Although DRC intends to reduce out-of-pocket payments for health care in the new 2019- 2022 National Development Plan for Health, people are currently charged user fees for registration, drugs, consultation fees, operation costs, etc. Such fees make healthcare unreachable for many families and drive many others into poverty.
Health access should be a right for all, not luck of the draw
The HLM must shift the tide on this situation. UHC and the realisation of people’s right to health should be at the centre of all health systems. Governments have the core responsibility to fulfil this right, ensuring citizens have access to an essential package of quality healthcare, without financial barriers, prioritising those furthest behind.
We’re lucky to have this in the United Kingdom (UK) through the NHS. When the NHS came to life on 5 July 1948, it provided free healthcare based on citizenship rather than the payment of fees or insurance. It is based on core principles of providing comprehensive services, available to all, respecting their human rights with access based on clinical need, not an individual’s ability to pay.
The UK’s public investment in a universal health care system has contributed to significant health gains, e.g. improved life expectancy (people now live 13 years longer than they did 70 years ago) and near 90% decrease in infant mortality. And importantly, in launching the NHS, the UK population no longer has to worry about health care costs.

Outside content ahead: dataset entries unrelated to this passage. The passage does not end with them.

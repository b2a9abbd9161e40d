//! Content factory for assembling a battle from data files.

use std::path::{Path, PathBuf};

use anyhow::Context;
use tactics_core::{GameConfig, GridBuilder, PhaseManager, Roster};

use crate::loaders::{ConfigLoader, LoadResult, ScenarioData, ScenarioLoader};

/// Bundled sample battle on the classic 12x8 grid.
const SAMPLE_SCENARIO: &str = include_str!("../../data/scenarios/skirmish.ron");

/// Content factory that loads battle content from a data directory.
///
/// # Directory Structure
///
/// ```text
/// data_dir/
/// ├── config.toml
/// └── scenarios/
///     └── skirmish.ron
/// ```
pub struct ContentFactory {
    data_dir: PathBuf,
}

impl ContentFactory {
    /// Creates a new content factory pointing to a data directory.
    pub fn new(data_dir: impl Into<PathBuf>) -> Self {
        Self {
            data_dir: data_dir.into(),
        }
    }

    /// Load battle configuration from `config.toml`, or defaults if absent.
    pub fn load_config(&self) -> LoadResult<GameConfig> {
        let path = self.data_dir.join("config.toml");
        if !path.exists() {
            tracing::debug!("No config at {}, using defaults", path.display());
            return Ok(GameConfig::default());
        }
        ConfigLoader::load(&path)
    }

    /// Load a named scenario from `scenarios/<name>.ron`.
    pub fn load_scenario(&self, name: &str) -> LoadResult<ScenarioData> {
        let path = self.data_dir.join("scenarios").join(format!("{name}.ron"));
        ScenarioLoader::load(&path)
    }

    /// Load config and the named scenario, then build the battle.
    pub fn load_battle(&self, name: &str) -> LoadResult<PhaseManager> {
        let config = self.load_config()?;
        let scenario = self.load_scenario(name)?;
        Self::build(&scenario, &config)
    }

    /// Paints the grid, places every unit and starts the phase machine.
    ///
    /// Units must start inside the grid, on walkable terrain, and never share
    /// a cell.
    pub fn build(scenario: &ScenarioData, config: &GameConfig) -> LoadResult<PhaseManager> {
        let dimensions = scenario.grid.unwrap_or(config.grid);
        let grid = GridBuilder::new(dimensions)
            .apply_all(&scenario.paint)
            .build();

        let mut roster = Roster::new();
        for (index, spec) in scenario.units.iter().enumerate() {
            let actor = spec.to_actor(index);
            let terrain = grid.terrain(actor.position).with_context(|| {
                format!(
                    "unit '{}' starts outside the {}x{} grid at {}",
                    actor.name, dimensions.cols, dimensions.rows, actor.position
                )
            })?;
            anyhow::ensure!(
                terrain.is_walkable(),
                "unit '{}' starts on {} at {}",
                actor.name,
                terrain,
                actor.position
            );
            roster
                .insert(actor)
                .with_context(|| format!("failed to place unit '{}'", spec.name))?;
        }

        tracing::info!(
            scenario = %scenario.name,
            cols = dimensions.cols,
            rows = dimensions.rows,
            units = roster.len(),
            "battle assembled"
        );
        Ok(PhaseManager::new(grid, roster, config))
    }

    /// The bundled sample scenario.
    pub fn sample_scenario() -> LoadResult<ScenarioData> {
        ScenarioLoader::parse(SAMPLE_SCENARIO)
    }

    /// The bundled sample battle with the given rules.
    pub fn sample(config: &GameConfig) -> LoadResult<PhaseManager> {
        Self::build(&Self::sample_scenario()?, config)
    }

    /// Loads a scenario from an explicit path rather than the data directory.
    pub fn battle_from_path(path: &Path, config: &GameConfig) -> LoadResult<PhaseManager> {
        let scenario = ScenarioLoader::load(path)?;
        Self::build(&scenario, config)
    }
}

Unlike in DRC and for hundreds of millions of people around the world, no-one in the UK ever has to choose between seeing a health worker or buying critical household necessities such as food. No-one in the UK faces being pushed into poverty or imprisoned because they needed health care.
Political leadership must shift rhetoric to action
We need political will to achieve any fundamental change, rather than carrying on with business-as-usual – i.e. underfunded health systems in low and lower-middle income countries propped up with inadequate and fragmented aid. To achieve UHC equitably requires improved health spending and socialising the health financing system – replacing private voluntary financing with public financing, raising revenue fairly through progressive taxation, and providing services free at the point of delivery.
Even the World Bank has changed its tune and is now calling for countries to publicly finance their health systems and increase financing levels to achieve UHC. One of the best indicators of a country’s commitment to UHC is its level of public health spending – this shows if governments are putting their money where their mouths are. Countries spending less than 1% of their GDP on health are not serious about UHC, and this is a political choice.
The 23rd of September is a unique opportunity to drive change. Leaders must take the stage and announce concrete actions to deliver on UHC with ambitious, measurable and timebound targets they can be held accountable for delivering on – including to increase domestic public health spending towards a target of 5% of GDP. In the absence of tangible targets, we risk promises remaining empty words.
Donors and development partners must make commitments that their aid will be transformative, getting behind nationally driven UHC priorities and supporting countries to strengthen health systems and raise more domestic revenue. The HLM will also culminate in a Political Declaration that all countries must be held accountable to – especially concerning public financing.
The global community must realise the full potential that this year’s HLM presents to make real progress towards achieving UHC. The right to health must become a reality for all, not just the few, and we all have a responsibility to make this happen.